The Story of a Structural Corruption
What did bring Ayandeh Bank to its knees? How did a supposedly modern private bank accumulate a deficit so vast, 550 trillion tomans in losses, that the Central Bank could no longer look away?
Friday, October 24, 2025
Two days ago, on Wednesday, October 22, the Central Bank of Iran formally dissolved Ayandeh Bank, the country’s most controversial private financial institution. The legal term for this act was a “resolution process” (فرایند گزیر), a bureaucratic prelude to liquidation. The bank’s branches are to be transferred to Bank Melli Iran, so that depositors and account holders will henceforth deal with that state institution instead.
But what brought Ayandeh Bank to its knees?
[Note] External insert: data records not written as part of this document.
// ==========================================
// 合同录入引擎 - 保存计划
// ==========================================
// 职责: 校验草稿并冻结为待写入记录（主记录 + 五类子记录）
// 规则:
// - basic-info / incoterm 未完成: 拒绝，不产生任何写入
// - 应付 / 罚则 / 精炼费用条款须已选择公式
// - "No Aplica" 条款: 除公式ID与公式文本外的可空字段一律置空
// - 每条子记录附带渲染后的公式文本
// ==========================================

use serde::Serialize;

use crate::domain::catalog::EconomicTermCatalog;
use crate::domain::contract::ContractDraft;
use crate::domain::records::{
    ContractPayableRecord, ContractPenaltyRecord, ContractQualitySpecRecord, ContractQuotaRecord,
    ContractRefiningExpenseRecord, NewContractRecord,
};
use crate::domain::terms::{PayableTerm, PenaltyTerm, RefiningExpenseTerm, TermId};
use crate::domain::types::TermKind;
use crate::engine::economic_terms::optional_text;
use crate::engine::error::DraftValidationError;
use crate::engine::section_wizard::{missing_basic_fields, missing_incoterm_fields};

/// 冻结后的待写入记录
#[derive(Debug, Clone, PartialEq, Serialize)]
pub struct CommitPlan {
    pub contract: NewContractRecord,
    pub quotas: Vec<ContractQuotaRecord>,
    pub payables: Vec<ContractPayableRecord>,
    pub penalties: Vec<ContractPenaltyRecord>,
    pub quality_specs: Vec<ContractQualitySpecRecord>,
    pub refining_expenses: Vec<ContractRefiningExpenseRecord>,
}

impl CommitPlan {
    /// 由草稿构建保存计划
    ///
    /// # 错误
    /// - `BasicInfoIncomplete` / `IncotermIncomplete`: 保存门控未满足
    /// - `TermWithoutFormula`: 条款未选择公式
    pub fn build(
        draft: &ContractDraft,
        catalog: &EconomicTermCatalog,
    ) -> Result<CommitPlan, DraftValidationError> {
        let contract = contract_record(draft)?;

        let quotas = draft
            .quotas
            .iter()
            .map(|q| ContractQuotaRecord {
                month: q.month,
                tmh: q.tmh,
                tms: q.tms,
                h2o_percentage: q.h2o_percentage,
            })
            .collect();

        let payables = draft
            .payables
            .iter()
            .map(|t| payable_record(t, catalog))
            .collect::<Result<Vec<_>, _>>()?;

        let penalties = draft
            .penalties
            .iter()
            .map(|t| penalty_record(t, catalog))
            .collect::<Result<Vec<_>, _>>()?;

        let quality_specs = draft
            .quality_specs
            .iter()
            .map(|t| ContractQualitySpecRecord {
                metal: t.metal.clone(),
                spec_type: t.spec_type,
                min_value: t.min_value,
                max_value: t.max_value,
                unit: t.unit.clone(),
                formula_text: t.render_formula_text(),
            })
            .collect();

        let refining_expenses = draft
            .refining_expenses
            .iter()
            .map(|t| refining_expense_record(t, catalog))
            .collect::<Result<Vec<_>, _>>()?;

        Ok(CommitPlan {
            contract,
            quotas,
            payables,
            penalties,
            quality_specs,
            refining_expenses,
        })
    }

    /// 子记录总数
    pub fn dependent_record_count(&self) -> usize {
        self.quotas.len()
            + self.payables.len()
            + self.penalties.len()
            + self.quality_specs.len()
            + self.refining_expenses.len()
    }
}

fn filled(value: &Option<String>) -> Option<String> {
    value.as_deref().and_then(optional_text)
}

fn contract_record(draft: &ContractDraft) -> Result<NewContractRecord, DraftValidationError> {
    let basic = (
        draft.contract_type,
        filled(&draft.vendor_id),
        filled(&draft.buyer_id),
        filled(&draft.product_id),
        filled(&draft.country_id),
        draft.delivery_window.bounds(),
    );
    let (contract_type, vendor_id, buyer_id, product_id, country_id, (start_month, end_month)) =
        match basic {
            (Some(ct), Some(v), Some(b), Some(p), Some(c), Some(bounds))
                if missing_basic_fields(draft).is_empty() =>
            {
                (ct, v, b, p, c, bounds)
            }
            _ => {
                return Err(DraftValidationError::BasicInfoIncomplete {
                    missing: missing_basic_fields(draft),
                })
            }
        };

    let (incoterm_id, delivery_location) =
        match (filled(&draft.incoterm_id), optional_text(&draft.delivery_location)) {
            (Some(incoterm), Some(location)) => (incoterm, location),
            _ => {
                return Err(DraftValidationError::IncotermIncomplete {
                    missing: missing_incoterm_fields(draft),
                })
            }
        };

    Ok(NewContractRecord {
        contract_type,
        vendor_id,
        buyer_id,
        product_id,
        country_id,
        start_month,
        end_month,
        incoterm_id,
        delivery_location,
    })
}

fn require_formula(
    formula_id: &Option<String>,
    kind: TermKind,
    id: TermId,
) -> Result<String, DraftValidationError> {
    filled(formula_id).ok_or(DraftValidationError::TermWithoutFormula { kind, id })
}

fn payable_record(
    term: &PayableTerm,
    catalog: &EconomicTermCatalog,
) -> Result<ContractPayableRecord, DraftValidationError> {
    let formula_id = require_formula(&term.formula_id, TermKind::Payable, term.id)?;
    let formula_text = term.render_formula_text(catalog);

    if term.is_not_applicable(catalog) {
        return Ok(ContractPayableRecord {
            formula_id,
            metal: None,
            deduction_value: None,
            deduction_unit: None,
            balance_percentage: None,
            market_index_id: None,
            formula_text,
        });
    }

    Ok(ContractPayableRecord {
        formula_id,
        metal: optional_text(&term.metal),
        deduction_value: term.deduction_value,
        deduction_unit: optional_text(&term.deduction_unit),
        balance_percentage: term.balance_percentage,
        market_index_id: filled(&term.market_index_id),
        formula_text,
    })
}

fn penalty_record(
    term: &PenaltyTerm,
    catalog: &EconomicTermCatalog,
) -> Result<ContractPenaltyRecord, DraftValidationError> {
    let formula_id = require_formula(&term.formula_id, TermKind::Penalty, term.id)?;
    let penalty_formula = term.render_formula_text(catalog);

    if term.is_not_applicable(catalog) {
        return Ok(ContractPenaltyRecord {
            formula_id,
            metal: None,
            amount_usd: None,
            lower_limit: None,
            lower_limit_unit: None,
            upper_limit: None,
            upper_limit_unit: None,
            penalty_formula,
        });
    }

    Ok(ContractPenaltyRecord {
        formula_id,
        metal: optional_text(&term.metal),
        amount_usd: term.amount_usd,
        lower_limit: term.lower_limit,
        lower_limit_unit: optional_text(&term.lower_limit_unit),
        upper_limit: term.upper_limit,
        upper_limit_unit: optional_text(&term.upper_limit_unit),
        penalty_formula,
    })
}

fn refining_expense_record(
    term: &RefiningExpenseTerm,
    catalog: &EconomicTermCatalog,
) -> Result<ContractRefiningExpenseRecord, DraftValidationError> {
    let formula_id = require_formula(&term.formula_id, TermKind::RefiningExpense, term.id)?;
    let formula_text = term.render_formula_text(catalog);

    if term.is_not_applicable(catalog) {
        return Ok(ContractRefiningExpenseRecord {
            formula_id,
            metal: None,
            amount_usd: None,
            unit: None,
            formula_text,
        });
    }

    Ok(ContractRefiningExpenseRecord {
        formula_id,
        metal: optional_text(&term.metal),
        amount_usd: term.amount_usd,
        unit: optional_text(&term.unit),
        formula_text,
    })
}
How did a supposedly modern private bank accumulate a deficit so vast, 550 trillion tomans in losses, that the Central Bank could no longer look away?
The Mirage of Private Banking
Private banking in the Islamic Republic has, since its inception, grown in the shadows: opaque, patronage-driven, and often mafia-like. Thanks to connections, most private banks enjoyed exemptions from real oversight. It was as if the entire policy of “private banking” had been engineered to serve as a convenient conduit for the powerful, an institutional façade behind which enormous loans could be extended to insiders, never to be repaid, all under the banner of “development.”
Ayandeh was one such conduit. Year after year, it widened its deficit through projects that inflated rather than produced wealth. By the end of 2024, its accumulated losses had reached roughly 465 trillion tomans.
According to the Central Bank’s director of banking supervision, Hamidreza Ghani-Abadi, more than 90 percent of Ayandeh’s loans had gone to its own affiliates and to subsidiary megaprojects such as Iran Mall, Farmanieh Mall, Mashhad Mall, and the Rotana Hotel. Neither of these loans was repaid. The assets themselves, mostly concrete monuments to vanity, were so illiquid that turning them into cash was practically impossible.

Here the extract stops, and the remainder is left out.